TIP: Collaboration platforms like this can be the perfect place to start working seriously on a business plan without having to meet up constantly. Seeing each other tick tasks off your to-do list can also really drive momentum, and if you suspect somebody isn’t pulling their weight it will be plain for all to see.
So that’s the traditional and obvious platforms covered, but in my years of scouring the web I’ve come across some really unusual tools that can be a huge help when running the day to day operations of your business. You wouldn’t even know to look for this stuff online – I mostly just come across it pretty randomly, or get it suggested by one of my wonderful social media followers…
If you’re sending a package with any of the leading parcel delivery services have Twitter act as your personal assistant by tracking the delivery for you, reporting to you proactively in the form of a tweet when it reaches its destination safely.
If you’re working on a project you need to keep up to date with what’s developing in terms of new tech/news/competition… and with the web changing so rapidly it is impossible for one person to stay on top of things. Trap.it lets you build a ‘trap’ around a particular subject which it will then diligently keep updated with all the latest news and posts on the topic, stashing anything interesting in your feed so you can catch up with it when you have time. If you give the site some feedback, saying which links were useful and which were not, it will continuing learning about what you like making the content it suggests ever more focused to your taste. Trapped articles are delivered in a nice looking interface that uses a very ‘now’ boxes design with integrated sharing through Twitter & Facebook.
It’s always good to know who is talking about you so set up a Google Alert for your business or product name. You can do this by checking on the Alerts site or have an email sent to you at intervals you specify. It also makes sense to schedule an alert for the first line of your home postal address, as finding this on a page where it doesn’t belong could be the first warning sign that your identity has been compromised.

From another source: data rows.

//! Convenience re-exports for the common surface.
//!
//! ```rust
//! use multilink::prelude::*;
//! ```

pub use crate::endpoint::{Endpoint, IpAddress};
pub use crate::error::{Error, Result};
pub use crate::link::{Link, StreamId};
pub use crate::message::{Message, Wire};
pub use crate::sync::{
    Replicated, SyncClass, Synced, SyncedHandle, SyncedMember, SynchronizerClient,
    SynchronizerServer,
};
pub use crate::transport::{
    ReliableTransport, TcpListener, TcpSocket, TlsCertificate, TlsChannel, TlsKey, TlsRole,
    TlsVerification, TransportConfig, UdpConfig, UdpSocket, VerificationResult,
};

Gmail was the leading email provider of 2012, with over 425 million users worldwide. If you’re one of them you can get the inside truth about what’s coming into your inbox with LazyTruth, a free Chrome browser plugin that’s become an essential component of my communications loop. Made by the people at MIT Media lab, once installed the plugin will serve up verified information about any marketing or chain email you ask it to investigate, letting you see instantly which ones are full of bunk. A very simple but highly effective tool that should help people avoid any spam traps.